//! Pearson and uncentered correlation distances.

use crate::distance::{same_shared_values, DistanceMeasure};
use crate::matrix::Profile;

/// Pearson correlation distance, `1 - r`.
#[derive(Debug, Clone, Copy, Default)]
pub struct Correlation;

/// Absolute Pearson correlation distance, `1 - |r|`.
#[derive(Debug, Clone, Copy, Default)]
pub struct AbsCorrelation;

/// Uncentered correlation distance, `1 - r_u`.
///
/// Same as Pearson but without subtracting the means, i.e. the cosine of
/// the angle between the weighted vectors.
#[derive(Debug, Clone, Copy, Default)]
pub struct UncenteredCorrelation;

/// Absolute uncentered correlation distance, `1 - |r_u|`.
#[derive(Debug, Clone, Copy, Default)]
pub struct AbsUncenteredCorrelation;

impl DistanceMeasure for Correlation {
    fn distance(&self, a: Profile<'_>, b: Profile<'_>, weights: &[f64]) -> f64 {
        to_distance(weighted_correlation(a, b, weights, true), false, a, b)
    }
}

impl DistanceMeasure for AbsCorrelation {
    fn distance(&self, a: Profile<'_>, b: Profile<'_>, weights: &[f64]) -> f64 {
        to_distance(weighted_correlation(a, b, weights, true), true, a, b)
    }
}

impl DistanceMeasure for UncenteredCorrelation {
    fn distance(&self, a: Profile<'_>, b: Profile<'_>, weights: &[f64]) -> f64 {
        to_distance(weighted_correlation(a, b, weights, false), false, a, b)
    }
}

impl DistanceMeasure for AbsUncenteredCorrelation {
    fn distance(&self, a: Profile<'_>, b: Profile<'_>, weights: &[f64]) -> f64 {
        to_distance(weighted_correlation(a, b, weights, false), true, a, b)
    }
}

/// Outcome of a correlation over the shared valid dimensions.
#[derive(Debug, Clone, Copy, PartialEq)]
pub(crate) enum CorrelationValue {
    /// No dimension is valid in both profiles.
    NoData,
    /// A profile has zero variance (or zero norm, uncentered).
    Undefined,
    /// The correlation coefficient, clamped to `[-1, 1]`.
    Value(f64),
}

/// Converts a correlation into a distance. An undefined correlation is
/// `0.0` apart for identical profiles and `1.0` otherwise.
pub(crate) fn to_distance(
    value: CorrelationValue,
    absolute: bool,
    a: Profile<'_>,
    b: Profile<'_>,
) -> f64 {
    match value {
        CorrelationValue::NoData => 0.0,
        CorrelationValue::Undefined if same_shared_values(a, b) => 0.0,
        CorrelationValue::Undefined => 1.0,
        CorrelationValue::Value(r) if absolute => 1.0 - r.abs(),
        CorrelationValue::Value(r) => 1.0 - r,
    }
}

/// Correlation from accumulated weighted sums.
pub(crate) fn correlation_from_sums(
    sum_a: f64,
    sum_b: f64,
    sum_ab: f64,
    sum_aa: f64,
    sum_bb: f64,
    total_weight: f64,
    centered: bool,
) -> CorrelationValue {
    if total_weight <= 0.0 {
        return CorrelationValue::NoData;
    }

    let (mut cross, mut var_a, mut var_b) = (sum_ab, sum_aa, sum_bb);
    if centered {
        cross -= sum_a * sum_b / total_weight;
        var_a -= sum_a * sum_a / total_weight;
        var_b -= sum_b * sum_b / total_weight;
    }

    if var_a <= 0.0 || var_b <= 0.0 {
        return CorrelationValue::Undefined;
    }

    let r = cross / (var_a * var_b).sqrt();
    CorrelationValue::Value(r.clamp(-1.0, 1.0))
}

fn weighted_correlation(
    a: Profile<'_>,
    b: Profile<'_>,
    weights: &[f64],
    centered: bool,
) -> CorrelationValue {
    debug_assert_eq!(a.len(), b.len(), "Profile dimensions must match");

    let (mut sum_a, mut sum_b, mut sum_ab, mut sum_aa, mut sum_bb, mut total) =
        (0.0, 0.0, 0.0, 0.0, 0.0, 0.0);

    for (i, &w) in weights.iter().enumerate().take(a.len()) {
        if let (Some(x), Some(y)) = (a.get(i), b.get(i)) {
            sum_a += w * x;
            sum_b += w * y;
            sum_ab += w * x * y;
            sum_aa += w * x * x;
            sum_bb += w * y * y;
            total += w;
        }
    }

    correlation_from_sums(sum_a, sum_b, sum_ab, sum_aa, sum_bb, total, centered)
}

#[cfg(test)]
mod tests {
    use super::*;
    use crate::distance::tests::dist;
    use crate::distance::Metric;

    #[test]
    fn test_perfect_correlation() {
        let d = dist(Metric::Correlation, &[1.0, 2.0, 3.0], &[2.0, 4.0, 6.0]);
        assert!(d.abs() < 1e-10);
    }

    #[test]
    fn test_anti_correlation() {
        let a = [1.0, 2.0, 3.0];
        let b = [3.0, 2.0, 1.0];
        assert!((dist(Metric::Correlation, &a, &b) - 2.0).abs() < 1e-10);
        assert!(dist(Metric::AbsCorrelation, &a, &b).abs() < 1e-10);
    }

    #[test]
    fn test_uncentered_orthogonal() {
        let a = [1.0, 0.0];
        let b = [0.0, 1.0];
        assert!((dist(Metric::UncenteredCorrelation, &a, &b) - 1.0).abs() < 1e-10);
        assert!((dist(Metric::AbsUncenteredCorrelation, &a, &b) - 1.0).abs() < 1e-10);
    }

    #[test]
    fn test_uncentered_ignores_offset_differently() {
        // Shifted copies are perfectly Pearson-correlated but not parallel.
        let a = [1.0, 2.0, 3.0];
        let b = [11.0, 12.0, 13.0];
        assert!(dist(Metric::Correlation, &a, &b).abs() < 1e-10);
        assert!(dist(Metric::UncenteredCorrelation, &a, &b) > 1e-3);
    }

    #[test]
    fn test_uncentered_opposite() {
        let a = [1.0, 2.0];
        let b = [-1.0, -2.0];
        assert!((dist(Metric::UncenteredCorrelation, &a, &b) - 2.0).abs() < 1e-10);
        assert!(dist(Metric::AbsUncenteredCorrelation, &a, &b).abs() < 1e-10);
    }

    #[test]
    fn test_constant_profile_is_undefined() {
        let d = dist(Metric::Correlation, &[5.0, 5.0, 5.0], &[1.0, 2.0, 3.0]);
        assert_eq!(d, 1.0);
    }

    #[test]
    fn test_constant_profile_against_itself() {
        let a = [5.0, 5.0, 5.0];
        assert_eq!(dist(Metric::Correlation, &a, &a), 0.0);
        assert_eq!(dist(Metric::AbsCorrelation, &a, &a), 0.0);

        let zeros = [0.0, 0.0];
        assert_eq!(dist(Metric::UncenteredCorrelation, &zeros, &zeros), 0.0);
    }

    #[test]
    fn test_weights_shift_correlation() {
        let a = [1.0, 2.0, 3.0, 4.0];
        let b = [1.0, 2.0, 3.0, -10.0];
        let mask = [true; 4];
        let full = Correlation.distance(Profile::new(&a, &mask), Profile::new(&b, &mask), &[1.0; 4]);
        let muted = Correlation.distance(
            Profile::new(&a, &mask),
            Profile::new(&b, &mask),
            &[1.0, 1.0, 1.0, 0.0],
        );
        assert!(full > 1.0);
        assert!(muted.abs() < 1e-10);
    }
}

----------

WHAT TO PRODUCE | Set down again, word for word, the stretch of records from the line with "true), false, a, b)" to the line with "accumulated weighted sums.", both of those lines included.

RESPONSE FOR THIS EXERCISE |
        to_distance(weighted_correlation(a, b, weights, true), false, a, b)
    }
}

impl DistanceMeasure for AbsCorrelation {
    fn distance(&self, a: Profile<'_>, b: Profile<'_>, weights: &[f64]) -> f64 {
        to_distance(weighted_correlation(a, b, weights, true), true, a, b)
    }
}

impl DistanceMeasure for UncenteredCorrelation {
    fn distance(&self, a: Profile<'_>, b: Profile<'_>, weights: &[f64]) -> f64 {
        to_distance(weighted_correlation(a, b, weights, false), false, a, b)
    }
}

impl DistanceMeasure for AbsUncenteredCorrelation {
    fn distance(&self, a: Profile<'_>, b: Profile<'_>, weights: &[f64]) -> f64 {
        to_distance(weighted_correlation(a, b, weights, false), true, a, b)
    }
}

/// Outcome of a correlation over the shared valid dimensions.
#[derive(Debug, Clone, Copy, PartialEq)]
pub(crate) enum CorrelationValue {
    /// No dimension is valid in both profiles.
    NoData,
    /// A profile has zero variance (or zero norm, uncentered).
    Undefined,
    /// The correlation coefficient, clamped to `[-1, 1]`.
    Value(f64),
}

/// Converts a correlation into a distance. An undefined correlation is
/// `0.0` apart for identical profiles and `1.0` otherwise.
pub(crate) fn to_distance(
    value: CorrelationValue,
    absolute: bool,
    a: Profile<'_>,
    b: Profile<'_>,
) -> f64 {
    match value {
        CorrelationValue::NoData => 0.0,
        CorrelationValue::Undefined if same_shared_values(a, b) => 0.0,
        CorrelationValue::Undefined => 1.0,
        CorrelationValue::Value(r) if absolute => 1.0 - r.abs(),
        CorrelationValue::Value(r) => 1.0 - r,
    }
}

/// Correlation from accumulated weighted sums.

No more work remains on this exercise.